D. The two Greek men are sleeping together, and the Greek woman is cooking & cleaning for them.
E. The two Polish men took a long look at the endless ocean and a long look at the Polish woman, and they started swimming.
F. The two Mexican men are talking to all the other men on the island trying to sell them the Mexican woman.
G. The two Irish men began by dividing up their part of the island into Northern & Southern parts, and by setting up a distillery. They do not remember the Irish woman because it gets sort of foggy after the first few litres of coconut whiskey but at least the English are not getting any.
H. The two American men are contemplating suicide. The American woman is bitching about her body being her own, the true nature of feminism,how she can do everything that they can do , about the necessity of fulfilment, the equal division of the household chores, how her last boyfriend respected her opinion and treated her much better,and how her relationship with her mother is improving.
What happened to the Indians????? ?
The 2 Indian men are still waiting for someone to introduce them to the Indian woman.....
ANOTHER ONE
The Guys' Rules­­­­­­­­­­­­­­­­­­­At last a guy has taken the time to write this all down
Finally , the guys' side of the story . ( I must admit, it's pretty good.)
We always hear " the rules"From the female side .
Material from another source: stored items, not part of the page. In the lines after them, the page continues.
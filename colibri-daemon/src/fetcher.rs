// Copyright 2025 Anapaya Systems
//
// Licensed under the Apache License, Version 2.0 (the "License");
// you may not use this file except in compliance with the License.
// You may obtain a copy of the License at
//
//   http://www.apache.org/licenses/LICENSE-2.0
//
// Unless required by applicable law or agreed to in writing, software
// distributed under the License is distributed on an "AS IS" BASIS,
// WITHOUT WARRANTIES OR CONDITIONS OF ANY KIND, either express or implied.
// See the License for the specific language governing permissions and
// limitations under the License.

//! External collaborators of the daemon.
//!
//! The daemon does not fetch path segments, talk to the COLIBRI service or load the topology
//! itself. It is handed implementations of the traits in this module.

use std::{borrow::Cow, net::SocketAddr};

use colibri_proto::{address::IsdAsn, colibri::StitchableSegments};
use tokio::task::JoinError;

use crate::{
    path::Path,
    reservation::{
        AddAdmissionEntryResponse, AdmissionEntry, CleanupRsvRequest, CleanupRsvResponse,
        SetupRsvRequest, SetupRsvResponse,
    },
    types::ResFut,
};

/// Path fetcher trait.
pub trait PathFetcher: Send + Sync + 'static {
    /// Fetch paths between source and destination ISD-AS.
    ///
    /// With `refresh` set, cached paths must not be used.
    fn fetch_paths(
        &self,
        src: IsdAsn,
        dst: IsdAsn,
        refresh: bool,
    ) -> impl ResFut<'_, Vec<Path>, PathFetchError>;
}

/// Path fetch errors.
#[derive(Debug, thiserror::Error)]
pub enum PathFetchError {
    /// No paths found.
    #[error("no paths found")]
    NoPathsFound,

    /// The fetch did not complete before its deadline.
    #[error("path fetch timed out")]
    Timeout,

    /// The upstream path service failed.
    #[error("upstream error: {0}")]
    Upstream(String),

    /// Non network related internal error.
    #[error("internal error: {0}")]
    InternalError(Cow<'static, str>),

    /// The fetch task panicked or was cancelled.
    #[error("path fetch task failed: {0}")]
    TaskFailed(#[from] JoinError),
}

/// Boxed error of an external collaborator.
pub type CollaboratorError = Box<dyn std::error::Error + Send + Sync>;

/// Segment fetch error.
pub type SegmentFetchError = CollaboratorError;

/// Source of segment reservations, usually the local COLIBRI service.
#[async_trait::async_trait]
pub trait SegmentSource: Send + Sync + 'static {
    /// Lists the segment reservations from which E2E reservations from `src` to `dst` can be
    /// stitched.
    async fn stitchable_segments(
        &self,
        src: IsdAsn,
        dst: IsdAsn,
    ) -> Result<StitchableSegments, SegmentFetchError>;
}

/// Client of the local COLIBRI service for E2E reservations.
#[async_trait::async_trait]
pub trait ReservationClient: Send + Sync + 'static {
    /// Sets up or renews an E2E reservation.
    async fn setup_reservation(
        &self,
        req: SetupRsvRequest,
    ) -> Result<SetupRsvResponse, CollaboratorError>;

    /// Removes an E2E reservation index.
    async fn cleanup_reservation(
        &self,
        req: CleanupRsvRequest,
    ) -> Result<CleanupRsvResponse, CollaboratorError>;

    /// Adds an admission entry for a local host.
    async fn add_admission_entry(
        &self,
        entry: AdmissionEntry,
    ) -> Result<AddAdmissionEntryResponse, CollaboratorError>;
}

/// View of the local AS topology.
pub trait Topology: Send + Sync + 'static {
    /// IDs of all interfaces of the local AS.
    fn interface_ids(&self) -> Vec<u16>;

    /// Underlay address of the border router owning the interface.
    fn underlay_next_hop(&self, ifid: u16) -> Option<SocketAddr>;

    /// Addresses of the control service.
    fn control_service_addresses(&self) -> Vec<SocketAddr>;
}

/// Source of information about remote ASes, usually the trust store.
#[async_trait::async_trait]
pub trait AsInspector: Send + Sync + 'static {
    /// Returns true if the AS is a core AS.
    async fn is_core(&self, ia: IsdAsn) -> Result<bool, CollaboratorError>;
}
Now here are the rules from the male side.
These are OUR rules!
Please note.. these are all numbered "1" ON PURPOSE!

1. Men are NOT mind readers.
1. Learn to work the toilet seat. You're a big girl. If it's up, put it down. We need it up, you need it down. You don't hear us complaining about you leaving it down.
1. Sunday sports. It's like the full moon or the changing of the tides. Let it be.
1. Shopping is NOT a sport. And no, we are never going to think of it that way.
1. Crying is blackmail.
1. Ask for what you want Let us be clear on this one: Subtle hints do not work!Strong hints do not work!Obvious hints do not work!Just say it!
1. Yes and No are perfectly acceptable answers to almost every question.
1. Come to us with a problem only if you want help solving it. That's what we do. S ympathy is what your girlfriends are for.
1. A headache that lasts for 17 months is a Problem. See a doctor.
1. Anything we said 6 months ago is inadmissible in an argument. In fact, all comments become null and void after 7 Days.
1. If you won't dress like the Victoria 's Secret girls, don't Expect us to act like soap opera guys.
1. If you think you're fat, you probably are. Don't ask us.
1. If something we said can be interpreted in two ways and one of the ways makes you sad or angry, we meant THE OTHER ONE .
1. You can either ask us to do something Or tell us how you want it done. Not both.If you already know best how to do it, just do it yourself.
1. Whenever possible, Please say whatever you have to say during commercials. 1. Christopher Columbus did NOT need directions and neither do we.
1. ALL men see in only 16 colors, like Windows default settings. Peach, for example, is a fruit, not A color. Pumpkin is also a fruit. We have no idea what mauve is.
1. If it itches, it will be scratched. We do that.
1. If we ask what is wrong and you say "nothing," We will act like nothing's wrong. We know you are lying, but it is just not worth the hassle.
1. If you ask a question you don't want an answer to, Expect an answer you don't want to hear.
1. When we have to go somewhere, absolutely anything you wear is fine... Really ............
1. Don't ask us what we're thinking about unless you are prepared to discuss such topics as rugby , cars, or golf.
1. You have enough clothes.1. You have too many shoes.
1. I am in shape. Round IS a shape!
1. Thank you for reading this.
Yes, I know, I have to sleep on the couch tonight; But did you know men really don't mind that?
It's like camping.
wow!


Sunday, March 11, 2007

TO my friends,

All of you brave souls who have listened to me whine and talk over and over again, I wanna let you know: your souls are spared from my crap. watch me forget You. Yay.

Cheers. woohoo.

You as in not you, my friends. omg, i am giving You a god like status. No No. its 'you'. all small letters. hmm better.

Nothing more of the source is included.